Au titre IV du livre Ier de la partie 4 du code de la défense, il est créé un chapitre V « Dispositions particulières au personnel de la gendarmerie nationale » comprenant les articles L. 4145-1, L. 4145-2 et L. 4145-3 ainsi rédigés :

« CHAPITRE V

« Dispositions particulières au personnel de la gendarmerie nationale

« Art. L. 4145-1. - Outre les officiers et les sous-officiers de gendarmerie, les officiers du corps technique et administratif de la gendarmerie nationale, les sous-officiers du corps de soutien technique et administratif de la gendarmerie nationale, et les volontaires des armées, en service au sein de la gendarmerie nationale, le personnel militaire de la gendarmerie nationale comprend des officiers, sous-officiers et militaires du rang réservistes qui renforcent les unités d'active, individuellement ou en formations constituées. Prioritairement employés dans des fonctions opérationnelles, ceux-ci participent également aux fonctions de soutien.

« Art. L. 4145-2. - Les officiers et sous-officiers de gendarmerie, du fait de la nature et des conditions d'exécution de leurs missions, sont soumis à des sujétions et des obligations particulières en matière d'emploi et de logement en caserne. 

« Art. L. 4145-3. - En contrepartie des sujétions et obligations qui leur sont applicables, les officiers et sous-officiers de gendarmerie bénéficient d'un classement indiciaire spécifique et peuvent bénéficier de conditions particulières en matière de régime indemnitaire. »

M. le président. Je suis saisi de deux amendements identiques.

L'amendement n° 9 est présenté par M. Faure, au nom de la commission des affaires étrangères.

L'amendement n° 28 est présenté par M. Courtois, au nom de la commission des lois.

Ces deux amendements sont ainsi libellés :

I. Dans le premier alinéa de cet article, remplacer les mots :

« Dispositions particulières au personnel de la gendarmerie nationale »

par les mots :

« Militaires de la gendarmerie nationale »

 II. En conséquence, rédiger ainsi l'intitulé du texte proposé par cet article pour le chapitre V du titre IV du livre Ier de la partie 4 du code de la défense :

« Militaires de la gendarmerie nationale

La parole est à M. le rapporteur, pour présenter l'amendement n° 9.

M. Jean Faure, rapporteur. Il s’agit d’un amendement rédactionnel, monsieur le président.

M. le président. La parole est à M. le rapporteur pour avis, pour présenter l'amendement n° 28.

M. Jean-Patrick Courtois, rapporteur pour avis de la commission des lois constitutionnelles, de législation, du suffrage universel, du règlement et d'administration générale.
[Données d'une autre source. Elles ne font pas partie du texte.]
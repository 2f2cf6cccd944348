//! Report validation: the parse-or-reject boundary for incoming documents.
//!
//! Only the minimal shape is checked up front (`results.tests` list,
//! `results.summary` and `results.tool` objects); serde then enforces the
//! typed model. Everything past this point trusts its input.

use serde_json::Value as JsonValue;
use tracing::warn;

use crate::error::{AppError, AppResult};
use crate::models::Report;

/// Check that a document has the minimal report shape.
pub fn validate_report_value(value: &JsonValue) -> AppResult<()> {
    let results = value
        .get("results")
        .filter(|results| results.is_object())
        .ok_or_else(|| AppError::InvalidInput("report has no 'results' object".to_string()))?;

    if !results.get("tests").is_some_and(JsonValue::is_array) {
        return Err(AppError::InvalidInput(
            "'results.tests' must be a list".to_string(),
        ));
    }
    if !results.get("summary").is_some_and(JsonValue::is_object) {
        return Err(AppError::InvalidInput(
            "'results.summary' must be an object".to_string(),
        ));
    }
    if !results.get("tool").is_some_and(JsonValue::is_object) {
        return Err(AppError::InvalidInput(
            "'results.tool' must be an object".to_string(),
        ));
    }

    Ok(())
}

/// Whether a document has the minimal report shape.
pub fn is_valid_report(value: &JsonValue) -> bool {
    validate_report_value(value).is_ok()
}

/// Validate and deserialize one report document.
pub fn parse_report(value: JsonValue) -> AppResult<Report> {
    validate_report_value(&value)?;
    Ok(serde_json::from_value(value)?)
}

/// Validate and deserialize a report from JSON text.
pub fn parse_report_str(content: &str) -> AppResult<Report> {
    let value: JsonValue = serde_json::from_str(content)?;
    parse_report(value)
}

/// Parse a collection, keeping valid reports and skipping the rest with a warning.
pub fn parse_reports(values: Vec<JsonValue>) -> Vec<Report> {
    values
        .into_iter()
        .enumerate()
        .filter_map(|(index, value)| match parse_report(value) {
            Ok(report) => Some(report),
            Err(e) => {
                warn!("Skipping malformed report at position {}: {}", index, e);
                None
            }
        })
        .collect()
}
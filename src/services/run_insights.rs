//! Run-level insights over report history.
//!
//! Reports are ordered newest-first. The insight of the report at index `i`
//! covers reports `i..` (itself and everything older), i.e. the figures as of
//! that point in history. Baseline and change are left at 0 here and filled by
//! [`with_baseline_comparison`].

use std::collections::BTreeSet;
use std::slice;

use serde_json::{Map, Value as JsonValue};
use tracing::{debug, warn};

use crate::models::{Baseline, InsightsMetric, Report, RootInsights};

use super::insights::{
    DURATION_DECIMALS, RATE_DECIMALS, average_run_duration, average_test_duration, compare,
    fail_rate, flaky_rate, p95_run_duration, pass_rate,
};
use super::metrics::{AggregatedRunMetrics, consolidate, test_identity};

/// Root insights (current values only) for one consolidated report set.
pub fn root_insights_from(metrics: &AggregatedRunMetrics) -> RootInsights {
    RootInsights {
        pass_rate: InsightsMetric::current_only(pass_rate(metrics)),
        fail_rate: InsightsMetric::current_only(fail_rate(metrics)),
        flaky_rate: InsightsMetric::current_only(flaky_rate(metrics)),
        average_run_duration: InsightsMetric::current_only(average_run_duration(metrics)),
        p95_run_duration: InsightsMetric::current_only(p95_run_duration(metrics)),
        average_test_duration: InsightsMetric::current_only(average_test_duration(metrics)),
        runs_analyzed: metrics.reports_analyzed,
        extra: raw_counters(metrics),
    }
}

/// Consolidated counters stashed on the insight for downstream consumers.
fn raw_counters(metrics: &AggregatedRunMetrics) -> Option<Map<String, JsonValue>> {
    match serde_json::to_value(metrics) {
        Ok(JsonValue::Object(map)) => Some(map),
        _ => None,
    }
}

/// Insights for every report in `reports` (newest-first), index for index.
///
/// Folds per-report metrics from the oldest report forward, so each report is
/// aggregated once.
pub fn run_insights_for(reports: &[Report]) -> Vec<RootInsights> {
    let per_report: Vec<AggregatedRunMetrics> = reports
        .iter()
        .map(|report| consolidate(slice::from_ref(report)))
        .collect();

    let mut cumulative = AggregatedRunMetrics::default();
    let mut insights = vec![RootInsights::default(); reports.len()];

    for (index, metrics) in per_report.iter().enumerate().rev() {
        cumulative.absorb(metrics);
        insights[index] = root_insights_from(&cumulative);
    }

    debug!("Computed run insights for {} reports", reports.len());
    insights
}

/// Populate `insights` on every report (newest-first); each report gets its own block.
pub fn compute_run_insights(reports: Vec<Report>) -> Vec<Report> {
    let insights = run_insights_for(&reports);

    reports
        .into_iter()
        .zip(insights)
        .map(|(mut report, insight)| {
            report.insights = Some(insight);
            report
        })
        .collect()
}

/// Compare root insights against a baseline's figures.
///
/// Every metric's `baseline` becomes the baseline's `current` value and
/// `change` the rounded difference.
pub fn compare_root_insights(current: &RootInsights, baseline: &RootInsights) -> RootInsights {
    RootInsights {
        pass_rate: compare(
            current.pass_rate.current,
            baseline.pass_rate.current,
            RATE_DECIMALS,
        ),
        fail_rate: compare(
            current.fail_rate.current,
            baseline.fail_rate.current,
            RATE_DECIMALS,
        ),
        flaky_rate: compare(
            current.flaky_rate.current,
            baseline.flaky_rate.current,
            RATE_DECIMALS,
        ),
        average_run_duration: compare(
            current.average_run_duration.current,
            baseline.average_run_duration.current,
            DURATION_DECIMALS,
        ),
        p95_run_duration: compare(
            current.p95_run_duration.current,
            baseline.p95_run_duration.current,
            DURATION_DECIMALS,
        ),
        average_test_duration: compare(
            current.average_test_duration.current,
            baseline.average_test_duration.current,
            DURATION_DECIMALS,
        ),
        runs_analyzed: current.runs_analyzed,
        extra: current.extra.clone(),
    }
}

/// Tests present in `current` but not `baseline`, and the reverse, by identity.
pub fn test_set_changes(current: &Report, baseline: &Report) -> (Vec<String>, Vec<String>) {
    let current_names: BTreeSet<&str> = current.results.tests.iter().map(test_identity).collect();
    let baseline_names: BTreeSet<&str> =
        baseline.results.tests.iter().map(test_identity).collect();

    let added = current_names
        .difference(&baseline_names)
        .map(|name| name.to_string())
        .collect();
    let removed = baseline_names
        .difference(&current_names)
        .map(|name| name.to_string())
        .collect();

    (added, removed)
}

/// Fill baseline/change of the report's root insights from `baseline` and
/// record the baseline reference.
///
/// A report without insights gets them computed from itself first. A baseline
/// without insights is compared using its own single-report figures.
pub fn with_baseline_comparison(mut report: Report, baseline: &Report) -> Report {
    let current = match report.insights.take() {
        Some(insights) => insights,
        None => {
            warn!("Report has no run insights before baseline comparison, computing from itself");
            root_insights_from(&consolidate(slice::from_ref(&report)))
        }
    };

    let baseline_insights = baseline
        .insights
        .clone()
        .unwrap_or_else(|| root_insights_from(&consolidate(slice::from_ref(baseline))));

    let mut compared = compare_root_insights(&current, &baseline_insights);

    let (added, removed) = test_set_changes(&report, baseline);
    let extra = compared.extra.get_or_insert_with(Map::new);
    extra.insert("testsAdded".to_string(), JsonValue::from(added));
    extra.insert("testsRemoved".to_string(), JsonValue::from(removed));

    report.insights = Some(compared);
    report.baseline = Some(Baseline::from_report(baseline));
    report
}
Cet amendement est défendu, monsieur le président.

M. le président. Quel est l’avis du Gouvernement ?

Mme Michèle Alliot-Marie, ministre. Le Gouvernement émet un avis favorable.
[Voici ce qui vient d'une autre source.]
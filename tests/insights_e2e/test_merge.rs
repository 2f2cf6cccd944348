//! Merging reports before aggregation.

use mattermost_insights_lib::services::metrics::{TestMetricsMap, consolidate};
use mattermost_insights_lib::services::{aggregate, merge_reports};

use super::test_helpers::{TOOL, day, parse, report_json, retried, test_entry};

fn shard(id: &str, n: u32, start: i64, stop: i64) -> serde_json::Value {
    report_json(
        id,
        &day(n),
        vec![
            test_entry("checkout", "passed", 40.0 * f64::from(n)),
            retried(test_entry("search", "passed", 15.0), n),
            retried(test_entry("profile", "failed", 22.0), 1),
            test_entry("settings", "skipped", 0.0),
        ],
        start,
        stop,
    )
}

/// Per-report presence differs by construction once merged; compare the rest.
fn without_run_presence(mut metrics: TestMetricsMap) -> TestMetricsMap {
    for accumulator in metrics.values_mut() {
        accumulator.appears_in_runs = 0;
    }
    metrics
}

#[test]
fn test_merge_is_transparent_to_aggregation() {
    let a = parse(shard("shard-1", 1, 1_000, 5_000));
    let b = parse(shard("shard-2", 2, 2_000, 9_000));

    let separate = aggregate([&a, &b]);
    let merged = merge_reports(vec![a.clone(), b.clone()]).unwrap();
    let combined = aggregate([&merged]);

    assert_eq!(without_run_presence(combined), without_run_presence(separate));

    let separate_run = consolidate(&[a.clone(), b.clone()]);
    let merged_run = consolidate(std::slice::from_ref(&merged));
    assert_eq!(merged_run.total_results, separate_run.total_results);
    assert_eq!(merged_run.total_attempts, separate_run.total_attempts);
    assert_eq!(merged_run.total_attempts_flaky, separate_run.total_attempts_flaky);
    assert_eq!(
        merged_run.total_results_duration,
        separate_run.total_results_duration
    );
}

#[test]
fn test_merged_summary_is_field_sum() {
    let a = parse(shard("shard-1", 1, 1_000, 5_000));
    let b = parse(shard("shard-2", 2, 2_000, 9_000));

    let merged = merge_reports(vec![a.clone(), b.clone()]).unwrap();
    let summary = &merged.results.summary;
    let (sa, sb) = (&a.results.summary, &b.results.summary);

    assert_eq!(summary.tests, sa.tests + sb.tests);
    assert_eq!(summary.passed, sa.passed + sb.passed);
    assert_eq!(summary.failed, sa.failed + sb.failed);
    assert_eq!(summary.skipped, sa.skipped + sb.skipped);
    assert_eq!(summary.pending, 0);
    assert_eq!(summary.start, 1_000);
    assert_eq!(summary.stop, 9_000);

    assert_eq!(merged.results.tests.len(), 8);
    assert_eq!(merged.results.tool.name, TOOL);
    assert_ne!(merged.report_id, a.report_id);
    assert_ne!(merged.report_id, b.report_id);
}

#[test]
fn test_merged_report_serializes_as_ctrf() {
    let merged = merge_reports(vec![parse(shard("shard-1", 1, 0, 10))]).unwrap();
    let value = serde_json::to_value(&merged).unwrap();

    assert_eq!(value["reportFormat"], "CTRF");
    assert!(value["reportId"].is_string());
    assert!(value["timestamp"].is_string());
    assert!(value["results"]["tests"].is_array());
    assert!(value.get("insights").is_none());
}
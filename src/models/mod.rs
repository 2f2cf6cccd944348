//! Domain models for CTRF reports and the insights computed over them.

pub mod insights;
pub mod report;
pub mod test_result;
pub mod test_suite;

// Re-export commonly used types
pub use insights::{InsightsMetric, RootInsights, TestInsights};
pub use report::{Baseline, REPORT_FORMAT, Report, ReportEnvironment, Results, Summary, Tool};
pub use test_result::{SuitePath, Test, TestStatus};
pub use test_suite::{SuiteNode, SuiteSummary, TestTree, TreeNode, TreeOptions};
M. le président. Je mets aux voix les amendements identiques nos 9 et 28.

(Les amendements sont adoptés.)

M. le président. Je suis saisi de deux amendements identiques.

L'amendement n° 10 est présenté par M. Faure, au nom de la commission des affaires étrangères.

L'amendement n° 29 est présenté par M. Courtois, au nom de la commission des lois.

Ces deux amendements sont ainsi libellés :

 

Rédiger comme suit le texte proposé par cet article pour l'article L. 4145-1 du code de la défense :

« Art. L. 4145-1. - Le personnel militaire de la gendarmerie nationale comprend :

« 1° les officiers et les sous-officiers de gendarmerie ;

« 2° les officiers du corps technique et administratif de la gendarmerie nationale et les sous-officiers du corps de soutien technique et administratif de la gendarmerie nationale ;

« 3° les volontaires des armées, en service au sein de la gendarmerie nationale ;

« 4° les officiers, sous-officiers et militaires du rang réservistes.

« Les officiers, sous-officiers et militaires du rang réservistes renforcent les unités d'active, individuellement ou en formations constituées. Employés par priorité dans des fonctions opérationnelles, ils participent aussi aux fonctions de soutien. »

La parole est à M. le rapporteur, pour présenter l'amendement n° 10.

M. Jean Faure, rapporteur. Il s’agit d’un amendement rédactionnel, monsieur le président.

M. le président. La parole est à M. le rapporteur pour avis, pour présenter l'amendement n° 29.

M. Jean-Patrick Courtois, rapporteur pour avis. Cet amendement est défendu, monsieur le président.

M. le président. Quel est l’avis du Gouvernement ?

Mme Michèle Alliot-Marie, ministre. Le Gouvernement émet un avis favorable.

M. le président. Je mets aux voix les amendements identiques nos 10 et 29.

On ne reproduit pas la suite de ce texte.